Rural landscapes glimpsed in photographs of Africa can often be deceiving. Most Africans live in cities, and an additional
187 million will do so over the next decade making it the world’s fastest urbanizing region.
A new exhibition, Architecture of Independence: African Modernism, takes a look back at how five countries in Africa started to build following colonial rule.
From state banks to convention centers and stadiums, over 700 photographs capture architecture in Ghana, Senegal, Cote d’Ivoire, Kenya and Zambia.
Around two thirds of African countries gained independence during the late 1950s and 1960s. Its newly elected leaders wanted to assert their newfangled freedom and national identity by deploying modernist styles commissioned from local architects but also old colonial ties.
Others with more socialist ambitions turned to Eastern European architects from the likes of Yugoslavia and Hungary. Israel and the US were also sources for new thinking.
It was all about forming new political relationships believes curator Manuel Herz.
“They were looking to bring the world to Africa,” he told CNN. “There was a very optimistic spirit at that time where the young nations wanted to participate in cultural, economical and social processes around the world, and hence invite the world to Abidjan, Nairobi, Accra, Lusaka or Dakar.”
The curator believes local architects were so few in the commissions due to the capabilities. “There was no possibility of studying architecture in Sub-Saharan Africa in the late 1950s and early 60s with the exception of apartheid South Africa, which was off limits.”
But despite international designs, climate and resources meant buildings invariably ended up being shaped by local aesthetics.

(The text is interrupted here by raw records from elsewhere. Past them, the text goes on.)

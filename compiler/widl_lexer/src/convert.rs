//! Token Conversion
//!
//! Converts raw logos tokens to final `TokenKind`, interning identifiers and
//! strings and parsing numeric literals.

use widl_ir::{LexProblem, StringInterner, TokenKind};

use crate::raw_token::RawToken;

/// Convert a raw token to a `TokenKind`.
///
/// Must not be called for trivia (`LineComment`, `BlockComment`).
pub(crate) fn convert_token(raw: RawToken, slice: &str, interner: &StringInterner) -> TokenKind {
    match raw {
        // Literals
        RawToken::Integer => match parse_integer(slice) {
            Some(value) => TokenKind::Integer(value),
            None => TokenKind::Error(LexProblem::NumberOutOfRange),
        },
        RawToken::Float => match slice.parse::<f64>() {
            Ok(value) if value.is_finite() => TokenKind::Float(value.to_bits()),
            _ => TokenKind::Error(LexProblem::NumberOutOfRange),
        },
        RawToken::String => {
            let content = slice
                .strip_prefix('"')
                .and_then(|s| s.strip_suffix('"'))
                .unwrap_or(slice);
            TokenKind::String(interner.intern(content))
        }
        RawToken::Ident => {
            let name = slice.strip_prefix('_').unwrap_or(slice);
            TokenKind::Ident(interner.intern(name))
        }

        // Declarations
        RawToken::Interface => TokenKind::Interface,
        RawToken::Partial => TokenKind::Partial,
        RawToken::Mixin => TokenKind::Mixin,
        RawToken::Callback => TokenKind::Callback,
        RawToken::Dictionary => TokenKind::Dictionary,
        RawToken::Enum => TokenKind::Enum,
        RawToken::Typedef => TokenKind::Typedef,
        RawToken::Namespace => TokenKind::Namespace,
        RawToken::Includes => TokenKind::Includes,
        RawToken::Implements => TokenKind::Implements,

        // Members
        RawToken::Attribute => TokenKind::Attribute,
        RawToken::Readonly => TokenKind::Readonly,
        RawToken::Static => TokenKind::Static,
        RawToken::Const => TokenKind::Const,
        RawToken::Getter => TokenKind::Getter,
        RawToken::Setter => TokenKind::Setter,
        RawToken::Deleter => TokenKind::Deleter,
        RawToken::Creator => TokenKind::Creator,
        RawToken::Stringifier => TokenKind::Stringifier,
        RawToken::Inherit => TokenKind::Inherit,
        RawToken::Optional => TokenKind::Optional,
        RawToken::Required => TokenKind::Required,
        RawToken::Iterable => TokenKind::Iterable,
        RawToken::Maplike => TokenKind::Maplike,
        RawToken::Setlike => TokenKind::Setlike,
        RawToken::Constructor => TokenKind::Constructor,

        // Types
        RawToken::Any => TokenKind::Any,
        RawToken::Object => TokenKind::Object,
        RawToken::Void => TokenKind::Void,
        RawToken::Undefined => TokenKind::Undefined,
        RawToken::Boolean => TokenKind::Boolean,
        RawToken::Byte => TokenKind::Byte,
        RawToken::Octet => TokenKind::Octet,
        RawToken::Short => TokenKind::Short,
        RawToken::Long => TokenKind::Long,
        RawToken::Unsigned => TokenKind::Unsigned,
        RawToken::Unrestricted => TokenKind::Unrestricted,
        RawToken::FloatType => TokenKind::FloatType,
        RawToken::Double => TokenKind::Double,
        RawToken::DomString => TokenKind::DomString,
        RawToken::ByteString => TokenKind::ByteString,
        RawToken::UsvString => TokenKind::UsvString,
        RawToken::Sequence => TokenKind::Sequence,
        RawToken::Record => TokenKind::Record,
        RawToken::Promise => TokenKind::Promise,
        RawToken::FrozenArray => TokenKind::FrozenArray,
        RawToken::ObservableArray => TokenKind::ObservableArray,
        RawToken::Or => TokenKind::Or,

        // Values
        RawToken::True => TokenKind::True,
        RawToken::False => TokenKind::False,
        RawToken::Null => TokenKind::Null,
        RawToken::Infinity => TokenKind::Infinity,
        RawToken::NaN => TokenKind::NaN,

        // Punctuation
        RawToken::LParen => TokenKind::LParen,
        RawToken::RParen => TokenKind::RParen,
        RawToken::LBrace => TokenKind::LBrace,
        RawToken::RBrace => TokenKind::RBrace,
        RawToken::LBracket => TokenKind::LBracket,
        RawToken::RBracket => TokenKind::RBracket,
        RawToken::Lt => TokenKind::Lt,
        RawToken::Gt => TokenKind::Gt,
        RawToken::Comma => TokenKind::Comma,
        RawToken::Semicolon => TokenKind::Semicolon,
        RawToken::Colon => TokenKind::Colon,
        RawToken::Eq => TokenKind::Eq,
        RawToken::Question => TokenKind::Question,
        RawToken::Ellipsis => TokenKind::Ellipsis,
        RawToken::Minus => TokenKind::Minus,
        RawToken::Star => TokenKind::Star,

        // Trivia is filtered by the caller.
        RawToken::LineComment | RawToken::BlockComment => TokenKind::Error(LexProblem::InvalidCharacter),
    }
}

/// Parse a decimal, hex (`0x`) or octal (leading `0`) integer literal with an
/// optional leading `-`. The magnitude must fit in a `u64`.
pub(crate) fn parse_integer(slice: &str) -> Option<i128> {
    let (negative, digits) = match slice.strip_prefix('-') {
        Some(rest) => (true, rest),
        None => (false, slice),
    };
    let magnitude = if let Some(hex) = digits
        .strip_prefix("0x")
        .or_else(|| digits.strip_prefix("0X"))
    {
        u64::from_str_radix(hex, 16).ok()?
    } else if digits.len() > 1 && digits.starts_with('0') {
        u64::from_str_radix(&digits[1..], 8).ok()?
    } else {
        digits.parse::<u64>().ok()?
    };
    let value = i128::from(magnitude);
    Some(if negative { -value } else { value })
}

Zambia’s capital Lusaka and Kenya’s capital Nairobi are former British colonies that employed many of the same architects but with radically different outcomes.
“While the architecture in Nairobi shows an exploration of layered facades, louvers, screens, filters, and expressive sun shading,” said Manuel, “the architecture in Lusaka is more volumetric and employs a lot of brick, something you don’t see at all in Nairobi.”

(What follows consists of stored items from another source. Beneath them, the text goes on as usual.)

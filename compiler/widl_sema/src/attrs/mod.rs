//! Recognized extended attributes.
//!
//! Each entry lists the positions an attribute may appear on and the value
//! shapes it accepts. Names not in the table are rejected with a
//! suggestion drawn from the table.

use bitflags::bitflags;
use widl_diagnostic::IdlError;
use widl_ir::ast::{ExtAttr, ExtAttrValue};
use widl_ir::StringInterner;

use crate::suggest::suggest_similar;

bitflags! {
    /// Syntactic positions an extended attribute can be attached to.
    #[derive(Copy, Clone, Eq, PartialEq, Hash, Debug)]
    pub(crate) struct Positions: u32 {
        // === Declarations ===
        /// Interface, interface mixin or callback interface.
        const INTERFACE = 1 << 0;
        const NAMESPACE = 1 << 1;
        const DICTIONARY = 1 << 2;
        const CALLBACK = 1 << 3;
        const ENUM = 1 << 4;
        const TYPEDEF = 1 << 5;
        const INCLUDES = 1 << 6;

        // === Members ===
        const ATTRIBUTE = 1 << 8;
        const OPERATION = 1 << 9;
        const CONSTRUCTOR = 1 << 10;
        const CONST = 1 << 11;
        /// iterable, maplike, setlike and bare `stringifier;`.
        const COLLECTION = 1 << 12;
        const DICTIONARY_MEMBER = 1 << 13;

        // === Nested ===
        const ARGUMENT = 1 << 16;
        const TYPE = 1 << 17;
    }
}

impl Positions {
    /// Any interface or namespace member.
    pub(crate) const MEMBER: Self = Self::from_bits_truncate(
        Self::ATTRIBUTE.bits()
            | Self::OPERATION.bits()
            | Self::CONSTRUCTOR.bits()
            | Self::CONST.bits()
            | Self::COLLECTION.bits(),
    );

    /// Places an exposure-style annotation can go.
    const EXPOSABLE: Self =
        Self::from_bits_truncate(Self::INTERFACE.bits() | Self::NAMESPACE.bits() | Self::MEMBER.bits());

    /// Places that take a conversion annotation on a numeric or string value.
    const CONVERTIBLE: Self = Self::from_bits_truncate(
        Self::TYPE.bits()
            | Self::ARGUMENT.bits()
            | Self::ATTRIBUTE.bits()
            | Self::DICTIONARY_MEMBER.bits(),
    );

    pub(crate) fn describe(self) -> &'static str {
        const NAMES: &[(Positions, &str)] = &[
            (Positions::INTERFACE, "an interface"),
            (Positions::NAMESPACE, "a namespace"),
            (Positions::DICTIONARY, "a dictionary"),
            (Positions::CALLBACK, "a callback"),
            (Positions::ENUM, "an enum"),
            (Positions::TYPEDEF, "a typedef"),
            (Positions::INCLUDES, "an includes statement"),
            (Positions::ATTRIBUTE, "an attribute"),
            (Positions::OPERATION, "an operation"),
            (Positions::CONSTRUCTOR, "a constructor"),
            (Positions::CONST, "a constant"),
            (Positions::COLLECTION, "an iterable, maplike, setlike or stringifier declaration"),
            (Positions::DICTIONARY_MEMBER, "a dictionary member"),
            (Positions::ARGUMENT, "an argument"),
            (Positions::TYPE, "a type"),
        ];
        NAMES
            .iter()
            .find(|(flag, _)| self.contains(*flag))
            .map_or("this declaration", |(_, name)| *name)
    }
}

bitflags! {
    /// Accepted right-hand sides.
    #[derive(Copy, Clone, Eq, PartialEq, Hash, Debug)]
    pub(crate) struct Shapes: u8 {
        const NONE = 1 << 0;
        const IDENT = 1 << 1;
        const IDENT_LIST = 1 << 2;
        const STRING = 1 << 3;
        const WILDCARD = 1 << 4;
        const ARG_LIST = 1 << 5;
        const NAMED_ARG_LIST = 1 << 6;
    }
}

impl Shapes {
    pub(crate) fn of(value: &ExtAttrValue) -> Self {
        match value {
            ExtAttrValue::None => Shapes::NONE,
            ExtAttrValue::Ident(_) => Shapes::IDENT,
            ExtAttrValue::IdentList(_) => Shapes::IDENT_LIST,
            ExtAttrValue::String(_) => Shapes::STRING,
            ExtAttrValue::Wildcard => Shapes::WILDCARD,
            ExtAttrValue::ArgList(_) => Shapes::ARG_LIST,
            ExtAttrValue::NamedArgList(..) => Shapes::NAMED_ARG_LIST,
        }
    }

    fn describe(self) -> &'static str {
        const NAMES: &[(Shapes, &str)] = &[
            (Shapes::NONE, "no value"),
            (Shapes::IDENT, "an identifier"),
            (Shapes::IDENT_LIST, "an identifier list"),
            (Shapes::STRING, "a string"),
            (Shapes::WILDCARD, "`*`"),
            (Shapes::ARG_LIST, "an argument list"),
            (Shapes::NAMED_ARG_LIST, "a named argument list"),
        ];
        NAMES
            .iter()
            .find(|(flag, _)| *flag == self)
            .map_or("this value", |(_, name)| *name)
    }
}

pub(crate) struct AttrSpec {
    pub name: &'static str,
    pub positions: Positions,
    pub shapes: Shapes,
}

const fn spec(name: &'static str, positions: Positions, shapes: Shapes) -> AttrSpec {
    AttrSpec {
        name,
        positions,
        shapes,
    }
}

const ANY_NAME: Shapes = Shapes::from_bits_truncate(Shapes::IDENT.bits() | Shapes::IDENT_LIST.bits());
const GATED: Positions = Positions::from_bits_truncate(
    Positions::EXPOSABLE.bits() | Positions::DICTIONARY_MEMBER.bits(),
);

pub(crate) static KNOWN: &[AttrSpec] = &[
    spec("Affects", Positions::ATTRIBUTE.union(Positions::OPERATION), Shapes::IDENT),
    spec("Alias", Positions::OPERATION, Shapes::IDENT),
    spec("AllowShared", Positions::TYPE, Shapes::NONE),
    spec("BinaryName", Positions::ATTRIBUTE.union(Positions::OPERATION), Shapes::STRING),
    spec("BindingAlias", Positions::ATTRIBUTE, Shapes::IDENT),
    spec("Cached", Positions::ATTRIBUTE, Shapes::NONE),
    spec("CEReactions", Positions::ATTRIBUTE.union(Positions::OPERATION), Shapes::NONE),
    spec("ChromeOnly", GATED, Shapes::NONE),
    spec("Clamp", Positions::CONVERTIBLE, Shapes::NONE),
    spec("Constant", Positions::ATTRIBUTE, Shapes::NONE),
    spec("Constructor", Positions::INTERFACE, Shapes::NONE.union(Shapes::ARG_LIST)),
    spec("CrossOriginCallable", Positions::OPERATION, Shapes::NONE),
    spec("CrossOriginReadable", Positions::ATTRIBUTE, Shapes::NONE),
    spec("CrossOriginWritable", Positions::ATTRIBUTE, Shapes::NONE),
    spec("Default", Positions::OPERATION, Shapes::NONE),
    spec("DependsOn", Positions::ATTRIBUTE.union(Positions::OPERATION), Shapes::IDENT),
    spec("Deprecated", Positions::EXPOSABLE, Shapes::IDENT.union(Shapes::STRING)),
    spec("EnforceRange", Positions::CONVERTIBLE, Shapes::NONE),
    spec("Exposed", Positions::EXPOSABLE, ANY_NAME.union(Shapes::WILDCARD)),
    spec("Frozen", Positions::ATTRIBUTE, Shapes::NONE),
    spec("Func", GATED, Shapes::STRING),
    spec("GenerateConversionToJS", Positions::DICTIONARY, Shapes::NONE),
    spec("GenerateInit", Positions::DICTIONARY, Shapes::NONE),
    spec("GetterThrows", Positions::ATTRIBUTE, Shapes::NONE),
    spec("Global", Positions::INTERFACE, Shapes::NONE.union(ANY_NAME)),
    spec("HeaderFile", Positions::INTERFACE.union(Positions::NAMESPACE), Shapes::STRING),
    spec("HTMLConstructor", Positions::INTERFACE.union(Positions::CONSTRUCTOR), Shapes::NONE),
    spec("JSImplementation", Positions::INTERFACE, Shapes::STRING),
    spec("LegacyFactoryFunction", Positions::INTERFACE, Shapes::NAMED_ARG_LIST),
    spec("LegacyLenientSetter", Positions::ATTRIBUTE, Shapes::NONE),
    spec("LegacyLenientThis", Positions::ATTRIBUTE, Shapes::NONE),
    spec("LegacyNamespace", Positions::INTERFACE, Shapes::IDENT),
    spec("LegacyNoInterfaceObject", Positions::INTERFACE, Shapes::NONE),
    spec("LegacyNullToEmptyString", Positions::CONVERTIBLE, Shapes::NONE),
    spec("LegacyOverrideBuiltIns", Positions::INTERFACE, Shapes::NONE),
    spec("LegacyTreatNonObjectAsNull", Positions::CALLBACK, Shapes::NONE),
    spec("LegacyUnenumerableNamedProperties", Positions::INTERFACE, Shapes::NONE),
    spec(
        "LegacyUnforgeable",
        Positions::INTERFACE.union(Positions::ATTRIBUTE).union(Positions::OPERATION),
        Shapes::NONE,
    ),
    spec("LegacyWindowAlias", Positions::INTERFACE, ANY_NAME),
    spec("LenientSetter", Positions::ATTRIBUTE, Shapes::NONE),
    spec("LenientThis", Positions::ATTRIBUTE, Shapes::NONE),
    spec("NamedConstructor", Positions::INTERFACE, Shapes::IDENT.union(Shapes::NAMED_ARG_LIST)),
    spec("NeedResolve", Positions::INTERFACE, Shapes::NONE),
    spec("NewObject", Positions::OPERATION, Shapes::NONE),
    spec("NoInterfaceObject", Positions::INTERFACE, Shapes::NONE),
    spec("Pref", GATED, Shapes::STRING),
    spec("PrimaryGlobal", Positions::INTERFACE, Shapes::NONE.union(ANY_NAME)),
    spec("Pure", Positions::ATTRIBUTE.union(Positions::OPERATION), Shapes::NONE),
    spec("PutForwards", Positions::ATTRIBUTE, Shapes::IDENT),
    spec("Replaceable", Positions::ATTRIBUTE, Shapes::NONE),
    spec("SameObject", Positions::ATTRIBUTE, Shapes::NONE),
    spec("SecureContext", GATED, Shapes::NONE),
    spec("Serializable", Positions::INTERFACE, Shapes::NONE),
    spec("SetterThrows", Positions::ATTRIBUTE, Shapes::NONE),
    spec("StoreInSlot", Positions::ATTRIBUTE, Shapes::NONE),
    spec(
        "Throws",
        Positions::ATTRIBUTE.union(Positions::OPERATION).union(Positions::CONSTRUCTOR),
        Shapes::NONE,
    ),
    spec("Transferable", Positions::INTERFACE, Shapes::NONE),
    spec("TreatNonCallableAsNull", Positions::CALLBACK, Shapes::NONE),
    spec("TreatNullAs", Positions::CONVERTIBLE, Shapes::IDENT),
    spec("Trial", GATED, Shapes::STRING),
    spec(
        "Unforgeable",
        Positions::INTERFACE.union(Positions::ATTRIBUTE).union(Positions::OPERATION),
        Shapes::NONE,
    ),
    spec("Unscopable", Positions::ATTRIBUTE.union(Positions::OPERATION), Shapes::NONE),
    spec("UseCounter", Positions::ATTRIBUTE.union(Positions::OPERATION), Shapes::NONE),
    spec("WantsEventListenerHooks", Positions::INTERFACE, Shapes::NONE),
];

pub(crate) fn lookup(name: &str) -> Option<&'static AttrSpec> {
    KNOWN.iter().find(|spec| spec.name == name)
}

/// Check one extended attribute against the table.
pub(crate) fn check(
    interner: &StringInterner,
    attr: &ExtAttr,
    position: Positions,
) -> Result<(), IdlError> {
    let name = interner.lookup(attr.name);
    let Some(spec) = lookup(name) else {
        let err =
            IdlError::unknown_attribute(format!("unknown extended attribute `[{name}]`"), attr.loc);
        return Err(match suggest_similar(name, KNOWN.iter().map(|s| s.name)) {
            Some(similar) => err.with_suggestion(format!("did you mean `[{similar}]`?")),
            None => err,
        });
    };

    if !spec.positions.intersects(position) {
        return Err(IdlError::attribute_context(
            format!("`[{name}]` is not allowed on {}", position.describe()),
            attr.loc,
        ));
    }
    let shape = Shapes::of(&attr.value);
    if !spec.shapes.contains(shape) {
        return Err(IdlError::attribute_context(
            format!("`[{name}]` does not accept {}", shape.describe()),
            attr.loc,
        ));
    }
    Ok(())
}

#[cfg(test)]
mod tests;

He believes the difference lay not just in availability of resources but “the emergence of a local style.
It also shows us that ‘the architect’ is not the only author of a building, but that it is also local influences that strongly shape a building,” Manuel said.
In Ghana local artists such as John Owusu-Addo were employed. Ghana focused on building universities and schools across the whole country rather than devoting its attention exclusively to its capital Accra. “Côte d’Ivoire, neighbor to Ghana was emphasizing commercial buildings, offices, and housing projects,” Herz said.
“What makes this so interesting is the fact that we can use architecture to gain an understanding about how each country went through the process of decolonization, and did so very differently.”
By the 1980s privatization kicked in and so too the idea of building exclusively for Africa’s elites.
“Public institutions stopped constructing,” Herz told CNN. “This led to a decline in building activity, and to a loss of a building culture and knowledge. It is my believe, that many countries in Africa are still suffering from this decline or hiatus.”
Today, architects such as Kunle Adeyemi, Mokena Makeka and Francis Kéré are re-engaging Africa’s public into the possibilities of mere concrete.